Lager is a type of beer which was first brewed in Central Europe some 500 years ago, and has since become the most popular type of beer in the world. The word comes from German and means "storage". Traditionally, the beer is stored for several weeks or longer before being served. Lager is a general term that includes several variations or styles, such as Pilsener, Vienna and Märzen.

Lager is distinguished from ale by its yeast. Lager yeast ferments at colder temperatures and flocculates on the bottom of the fermenting vessel, while ale yeast ferments at warmer temperatures and settles on the tops of fermentation tanks. The organism most often associated with lager brewing is Saccharomyces pastorianus, a close relative of Saccharomyces cerevisiae.

As the modern definition of lager relates only to the method of fermentation, lager beers' characteristics are quite varied.

The default lager encountered in worldwide production is light in colour and usually represented the helles, pale lager or Pilsener styles. The flavor of these lighter lagers is usually mild and the producers often recommend that the beers be served refrigerated. However, the examples of lager beers produced worldwide vary greatly in flavor, colour, and composition.

In color, while helles and pale lager represent the lightest lagers at as pale a colour as 6 EBC, the darkest are Baltic porters which can be as dark as 400 EBC; darker German lagers are often referred to as Dunkel lagers.

The flavor of a lager can be quite simple, with the most mild being light lagers. The most complexly-flavored lagers are usually the darkest, although few lagers feature strong hop flavoring compared to an ale of similar alcohol by volume. In general, however, lagers display less fruitiness and spiciness than ales, simply because the lower fermentation temperatures associated with lager brewing cause the yeast to produce fewer of the esters and phenols associated with those flavours.

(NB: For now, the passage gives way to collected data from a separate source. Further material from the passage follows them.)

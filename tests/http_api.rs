//! HTTP API tests against a live server on an ephemeral port.

use std::sync::Arc;
use std::time::Duration;

use serde_json::{json, Value};

use travel_resilience::client::ClassifiedError;
use travel_resilience::health::HealthState;
use travel_resilience::orchestrator::travel::{travel_fallbacks, AI_GENERATION, FLIGHT_SEARCH, HOTEL_SEARCH};
use travel_resilience::orchestrator::travel::{GENERATE_ITINERARY, SEARCH_FLIGHTS, SEARCH_HOTELS};
use travel_resilience::resilience::DependencyDescriptor;
use travel_resilience::Orchestrator;

mod common;
use common::{descriptor, start_server, MockDependency};

struct Mocks {
    ai: Arc<MockDependency>,
    flights: Arc<MockDependency>,
    hotels: Arc<MockDependency>,
}

fn build(mocks: &Mocks) -> Arc<Orchestrator> {
    let cooldown = Duration::from_secs(30);
    Arc::new(
        Orchestrator::builder()
            .dependency(
                DependencyDescriptor {
                    critical: true,
                    ..descriptor(AI_GENERATION, 3, cooldown, 1)
                },
                mocks.ai.clone(),
            )
            .dependency(
                DependencyDescriptor {
                    critical: true,
                    ..descriptor(FLIGHT_SEARCH, 3, cooldown, 1)
                },
                mocks.flights.clone(),
            )
            .dependency(descriptor(HOTEL_SEARCH, 3, cooldown, 1), mocks.hotels.clone())
            .node("database")
            .edge("database", HOTEL_SEARCH)
            .route(GENERATE_ITINERARY, AI_GENERATION)
            .route(SEARCH_FLIGHTS, FLIGHT_SEARCH)
            .route(SEARCH_HOTELS, HOTEL_SEARCH)
            .fallbacks(travel_fallbacks())
            .build()
            .unwrap(),
    )
}

fn client() -> reqwest::Client {
    reqwest::Client::builder().no_proxy().build().unwrap()
}

fn itinerary_body() -> Value {
    json!({ "destination": "Porto", "days": 2, "interests": ["wine"] })
}

fn flights_body() -> Value {
    json!({ "origin": "LIS", "destination": "OPO", "departure_date": "2026-05-01" })
}

fn hotels_body() -> Value {
    json!({ "city": "Porto", "check_in": "2026-05-01", "check_out": "2026-05-03", "guests": 2 })
}

#[tokio::test]
async fn test_primary_and_fallback_responses() {
    let mocks = Mocks {
        ai: Arc::new(MockDependency::healthy(AI_GENERATION, json!({ "plan": ["Ribeira", "Douro"] }))),
        flights: Arc::new(MockDependency::failing(FLIGHT_SEARCH, ClassifiedError::unavailable("503"))),
        hotels: Arc::new(MockDependency::healthy(HOTEL_SEARCH, json!({ "hotels": [] }))),
    };
    let (addr, shutdown) = start_server(build(&mocks)).await;
    let http = client();

    let res = http
        .post(format!("http://{addr}/v1/itinerary"))
        .json(&itinerary_body())
        .send()
        .await
        .unwrap();
    assert_eq!(res.status(), 200);
    assert!(res.headers().contains_key("x-request-id"));
    let body: Value = res.json().await.unwrap();
    assert_eq!(body["provenance"], "primary");
    assert_eq!(body["confidence"], 1.0);

    let res = http
        .post(format!("http://{addr}/v1/flights/search"))
        .json(&flights_body())
        .send()
        .await
        .unwrap();
    assert_eq!(res.status(), 200);
    let body: Value = res.json().await.unwrap();
    assert_eq!(body["provenance"], "fallback");
    assert!(body["confidence"].as_f64().unwrap() < 1.0);
    assert_eq!(body["payload"]["flights"], json!([]));
    assert_eq!(mocks.flights.calls(), 2);

    shutdown.trigger();
}

#[tokio::test]
async fn test_invalid_requests_are_rejected_before_dependencies() {
    let mocks = Mocks {
        ai: Arc::new(MockDependency::healthy(AI_GENERATION, json!({}))),
        flights: Arc::new(MockDependency::healthy(FLIGHT_SEARCH, json!({}))),
        hotels: Arc::new(MockDependency::healthy(HOTEL_SEARCH, json!({}))),
    };
    let (addr, shutdown) = start_server(build(&mocks)).await;
    let http = client();

    let res = http
        .post(format!("http://{addr}/v1/itinerary"))
        .json(&json!({ "destination": "Porto", "days": 0 }))
        .send()
        .await
        .unwrap();
    assert_eq!(res.status(), 400);
    let body: Value = res.json().await.unwrap();
    assert_eq!(body["error"], "invalid_request");

    let res = http
        .post(format!("http://{addr}/v1/hotels/search"))
        .header("content-type", "application/json")
        .body("{not json")
        .send()
        .await
        .unwrap();
    assert_eq!(res.status(), 400);

    assert_eq!(mocks.ai.calls(), 0);
    assert_eq!(mocks.hotels.calls(), 0);
    shutdown.trigger();
}

#[tokio::test]
async fn test_trip_plan_and_health() {
    let mocks = Mocks {
        ai: Arc::new(MockDependency::healthy(AI_GENERATION, json!({ "plan": [] }))),
        flights: Arc::new(MockDependency::healthy(FLIGHT_SEARCH, json!({ "flights": ["TP1950"] }))),
        hotels: Arc::new(MockDependency::failing(HOTEL_SEARCH, ClassifiedError::permanent("garbled"))),
    };
    let orchestrator = build(&mocks);
    let (addr, shutdown) = start_server(orchestrator.clone()).await;
    let http = client();

    let res = http
        .post(format!("http://{addr}/v1/trips/plan"))
        .json(&json!({ "itinerary": itinerary_body(), "flights": flights_body(), "hotels": hotels_body() }))
        .send()
        .await
        .unwrap();
    assert_eq!(res.status(), 200);
    let plan: Value = res.json().await.unwrap();
    assert_eq!(plan["usable"], true);
    assert_eq!(plan["degraded"], true);
    assert_eq!(plan["reports"].as_array().unwrap().len(), 3);

    let res = http.get(format!("http://{addr}/health")).send().await.unwrap();
    assert_eq!(res.status(), 200);
    let health: Value = res.json().await.unwrap();
    assert_eq!(health["dependencies"][HOTEL_SEARCH]["consecutive_failures"], 1);
    assert_eq!(health["dependencies"]["database"]["state"], "healthy");

    orchestrator.set_health("database", HealthState::Unhealthy).unwrap();
    let res = http.get(format!("http://{addr}/health")).send().await.unwrap();
    assert_eq!(res.status(), 503);
    let health: Value = res.json().await.unwrap();
    assert_eq!(health["dependencies"][HOTEL_SEARCH]["state"], "unhealthy");
    assert_eq!(health["dependencies"][HOTEL_SEARCH]["impaired_by"], "database");

    shutdown.trigger();
}
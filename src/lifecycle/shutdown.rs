//! Shutdown coordination.

use std::sync::atomic::{AtomicBool, Ordering};

use tokio::sync::broadcast;

/// Coordinator for graceful shutdown.
///
/// Long-running tasks either hold a broadcast receiver or await `wait`.
/// Triggering is sticky: tasks that start waiting after the trigger return
/// immediately.
pub struct Shutdown {
    tx: broadcast::Sender<()>,
    triggered: AtomicBool,
}

impl Shutdown {
    pub fn new() -> Self {
        let (tx, _) = broadcast::channel(1);
        Self {
            tx,
            triggered: AtomicBool::new(false),
        }
    }

    /// Subscribe to the shutdown signal.
    pub fn subscribe(&self) -> broadcast::Receiver<()> {
        self.tx.subscribe()
    }

    /// Trigger the shutdown signal. Later calls are no-ops.
    pub fn trigger(&self) {
        if !self.triggered.swap(true, Ordering::AcqRel) {
            tracing::info!(subscribers = self.tx.receiver_count(), "Shutdown triggered");
            let _ = self.tx.send(());
        }
    }

    pub fn is_triggered(&self) -> bool {
        self.triggered.load(Ordering::Acquire)
    }

    /// Resolve once shutdown has been triggered.
    pub async fn wait(&self) {
        let mut rx = self.subscribe();
        if self.is_triggered() {
            return;
        }
        let _ = rx.recv().await;
    }

    /// Number of tasks still holding a receiver.
    pub fn receiver_count(&self) -> usize {
        self.tx.receiver_count()
    }
}

impl Default for Shutdown {
    fn default() -> Self {
        Self::new()
    }
}
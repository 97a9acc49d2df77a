//! `SystemBuilder`: collects configuration and opens pre-opens eagerly
//! (§4.9), mirroring the builder pattern `wasmtime_wasi::WasiCtxBuilder`
//! uses to assemble a `WasiCtx` before a guest ever runs.

use crate::clock::{EntropySource, OsEntropySource, ProcessControl};
use crate::poll::{Clocks, Waker};
use crate::system::BaseSystem;
use crate::table::{Descriptor, DescriptorTable, Entry};
use crate::types::{Filetype, HandleRights, Rights, RightsExt};
use anyhow::{Context, Result};
use rustix::fd::OwnedFd;
use rustix::fs::{Mode, OFlags};
use std::path::{Path, PathBuf};
use std::sync::Mutex;
use std::time::{SystemTime, UNIX_EPOCH};

struct PreopenDir {
    guest_path: String,
    host_path: PathBuf,
    read_only: bool,
}

/// Collects the configuration a [`BaseSystem`] is built from. Every
/// fallible step (opening a pre-open, wiring stdio) happens in
/// [`SystemBuilder::build`], not here — field setters are infallible.
pub struct SystemBuilder {
    args: Vec<String>,
    env: Vec<(String, String)>,
    preopens: Vec<PreopenDir>,
    stdin: Option<OwnedFd>,
    stdout: Option<OwnedFd>,
    stderr: Option<OwnedFd>,
    entropy: Box<dyn EntropySource>,
    realtime_clock: Box<dyn Fn() -> std::time::Duration + Send + Sync>,
    monotonic_clock: Box<dyn Fn() -> std::time::Duration + Send + Sync>,
    process_control: Option<Box<dyn ProcessControl>>,
}

impl Default for SystemBuilder {
    fn default() -> Self {
        SystemBuilder {
            args: Vec::new(),
            env: Vec::new(),
            preopens: Vec::new(),
            stdin: None,
            stdout: None,
            stderr: None,
            entropy: Box::new(OsEntropySource),
            realtime_clock: Box::new(|| {
                SystemTime::now().duration_since(UNIX_EPOCH).unwrap_or_default()
            }),
            monotonic_clock: Box::new(|| {
                static START: std::sync::OnceLock<std::time::Instant> = std::sync::OnceLock::new();
                START.get_or_init(std::time::Instant::now).elapsed()
            }),
            process_control: None,
        }
    }
}

impl SystemBuilder {
    pub fn new() -> Self {
        Self::default()
    }

    pub fn args<I: IntoIterator<Item = String>>(mut self, args: I) -> Self {
        self.args = args.into_iter().collect();
        self
    }

    pub fn env<I: IntoIterator<Item = (String, String)>>(mut self, env: I) -> Self {
        self.env = env.into_iter().collect();
        self
    }

    pub fn inherit_env(mut self) -> Self {
        self.env = std::env::vars().collect();
        self
    }

    /// Register a pre-opened directory. `guest_path` is what the guest
    /// will see via `fd_prestat_dir_name`; `host_path` is resolved and
    /// opened (read-only or read-write) when [`Self::build`] runs.
    pub fn preopened_dir(
        mut self,
        host_path: impl AsRef<Path>,
        guest_path: impl Into<String>,
        read_only: bool,
    ) -> Self {
        self.preopens.push(PreopenDir {
            guest_path: guest_path.into(),
            host_path: host_path.as_ref().to_path_buf(),
            read_only,
        });
        self
    }

    pub fn stdin(mut self, fd: OwnedFd) -> Self {
        self.stdin = Some(fd);
        self
    }

    pub fn stdout(mut self, fd: OwnedFd) -> Self {
        self.stdout = Some(fd);
        self
    }

    pub fn stderr(mut self, fd: OwnedFd) -> Self {
        self.stderr = Some(fd);
        self
    }

    pub fn entropy_source(mut self, source: Box<dyn EntropySource>) -> Self {
        self.entropy = source;
        self
    }

    pub fn clocks(
        mut self,
        realtime: Box<dyn Fn() -> std::time::Duration + Send + Sync>,
        monotonic: Box<dyn Fn() -> std::time::Duration + Send + Sync>,
    ) -> Self {
        self.realtime_clock = realtime;
        self.monotonic_clock = monotonic;
        self
    }

    pub fn process_control(mut self, control: Box<dyn ProcessControl>) -> Self {
        self.process_control = Some(control);
        self
    }

    /// Open every pre-open eagerly (fail-fast) and assemble the table:
    /// stdio at fds 0/1/2, pre-opens starting at fd 3, matching the
    /// conventional WASI descriptor layout.
    pub fn build(self) -> Result<BaseSystem> {
        let mut table = DescriptorTable::new();

        let stdin = self.stdin.unwrap_or_else(|| duplicate_std(0));
        let stdout = self.stdout.unwrap_or_else(|| duplicate_std(1));
        let stderr = self.stderr.unwrap_or_else(|| duplicate_std(2));

        table.insert(Entry::new(
            Descriptor::Stdio(stdin),
            Filetype::CharacterDevice,
            HandleRights::new(Rights::tty_base() | Rights::FD_READ, Rights::empty()),
        ));
        table.insert(Entry::new(
            Descriptor::Stdio(stdout),
            Filetype::CharacterDevice,
            HandleRights::new(Rights::tty_base() | Rights::FD_WRITE, Rights::empty()),
        ));
        table.insert(Entry::new(
            Descriptor::Stdio(stderr),
            Filetype::CharacterDevice,
            HandleRights::new(Rights::tty_base() | Rights::FD_WRITE, Rights::empty()),
        ));

        for preopen in &self.preopens {
            let dir_fd = rustix::fs::open(
                &preopen.host_path,
                OFlags::RDONLY | OFlags::DIRECTORY | OFlags::CLOEXEC,
                Mode::empty(),
            )
            .with_context(|| format!("opening preopen directory {}", preopen.host_path.display()))?;

            let mut base = Rights::directory_base();
            let mut inheriting = Rights::directory_inheriting() | Rights::regular_file_base();
            if preopen.read_only {
                base &= !(Rights::PATH_CREATE_DIRECTORY
                    | Rights::PATH_CREATE_FILE
                    | Rights::PATH_UNLINK_FILE
                    | Rights::PATH_REMOVE_DIRECTORY
                    | Rights::PATH_RENAME_SOURCE
                    | Rights::PATH_FILESTAT_SET_SIZE
                    | Rights::PATH_FILESTAT_SET_TIMES
                    | Rights::FD_FILESTAT_SET_SIZE
                    | Rights::FD_FILESTAT_SET_TIMES);
                inheriting &= !(Rights::FD_WRITE
                    | Rights::PATH_CREATE_DIRECTORY
                    | Rights::PATH_CREATE_FILE
                    | Rights::PATH_UNLINK_FILE
                    | Rights::PATH_REMOVE_DIRECTORY
                    | Rights::PATH_RENAME_SOURCE
                    | Rights::PATH_RENAME_TARGET
                    | Rights::PATH_FILESTAT_SET_SIZE
                    | Rights::PATH_FILESTAT_SET_TIMES
                    | Rights::FD_FILESTAT_SET_SIZE
                    | Rights::FD_FILESTAT_SET_TIMES
                    | Rights::FD_ALLOCATE);
            }

            let mut entry =
                Entry::new(Descriptor::Dir(dir_fd), Filetype::Directory, HandleRights::new(base, inheriting));
            entry.preopen_path = Some(preopen.guest_path.clone());
            table.insert(entry);
        }

        Ok(BaseSystem {
            table: Mutex::new(table),
            waker: Waker::new().context("creating the poll wake pipe")?,
            clocks: Clocks { realtime: self.realtime_clock, monotonic: self.monotonic_clock },
            args: self.args,
            env: self.env,
            entropy: self.entropy,
            process_control: self.process_control,
        })
    }
}

fn duplicate_std(fd: i32) -> OwnedFd {
    use rustix::fd::{BorrowedFd, FromRawFd, IntoRawFd};
    // SAFETY: 0/1/2 are valid for the lifetime of the process; `dup`
    // detaches a new owned fd so the original stays open.
    let borrowed = unsafe { BorrowedFd::borrow_raw(fd) };
    rustix::io::dup(borrowed).unwrap_or_else(|_| {
        // Should be unreachable (stdio is always open), but never panic a
        // host setup path over it: fall back to a closed-but-valid fd by
        // duplicating /dev/null.
        let null = rustix::fs::open("/dev/null", OFlags::RDWR, Mode::empty())
            .expect("opening /dev/null as a stdio fallback");
        unsafe { OwnedFd::from_raw_fd(null.into_raw_fd()) }
    })
}

#[cfg(test)]
mod tests {
    use super::*;

    #[test]
    fn build_opens_preopen_and_assigns_fd_3() {
        let dir = tempfile::tempdir().unwrap();
        std::fs::write(dir.path().join("hello.txt"), b"hi").unwrap();
        let system = SystemBuilder::new()
            .args(vec!["prog".to_string()])
            .preopened_dir(dir.path(), "/sandbox", false)
            .build()
            .unwrap();
        let table = system.table.lock().unwrap();
        let entry = table.get(3).expect("preopen lands at fd 3");
        assert_eq!(entry.preopen_path.as_deref(), Some("/sandbox"));
    }

    #[test]
    fn read_only_preopen_strips_write_rights() {
        let dir = tempfile::tempdir().unwrap();
        let system = SystemBuilder::new().preopened_dir(dir.path(), "/ro", true).build().unwrap();
        let table = system.table.lock().unwrap();
        let entry = table.get(3).unwrap();
        assert!(!entry.rights.base.contains(Rights::PATH_CREATE_FILE));
        assert!(!entry.rights.inheriting.contains(Rights::FD_WRITE));
    }

    #[test]
    fn missing_preopen_directory_fails_build_with_context() {
        let system = SystemBuilder::new().preopened_dir("/no/such/path", "/x", true).build();
        assert!(system.is_err());
        let message = format!("{:#}", system.unwrap_err());
        assert!(message.contains("/no/such/path"), "{message}");
    }
}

In strength, lagers represent some of the world's most alcoholic beers. The very strongest lagers often fall into the German-originated doppelbock style, with the strongest of these commercially produced, Samichlaus, reaching 14% ABV.

Production process

The key difference between an ale and a lager is in fermentation; a lager is fermented at a much lower temperature, and with a different yeast, than an ale. If continuous fermentation is not employed, the primary fermentation period for a lager will take at least twice as long as for an ale; this time is furthermore compounded by weeks or months of lagering. As the low-temperature fermentation, which can take place at temperatures as cool as 0-5 degrees Celsius, allows diacetyl to remain free in the fermenting beer, the fermentation temperature may briefly be raised -- a "diacetyl rest" -- near the end of the primary fermentation to allow the consumption of this chemical. This reliance on lower temperatures and better temperature control separated Europe into "lager" and "ale" spheres before the introduction of refrigeration, with warmer countries generally producing ales and colder ones producing lagers. Difficulties in temperature control also create a disincentive for microbrewers to produce lagers.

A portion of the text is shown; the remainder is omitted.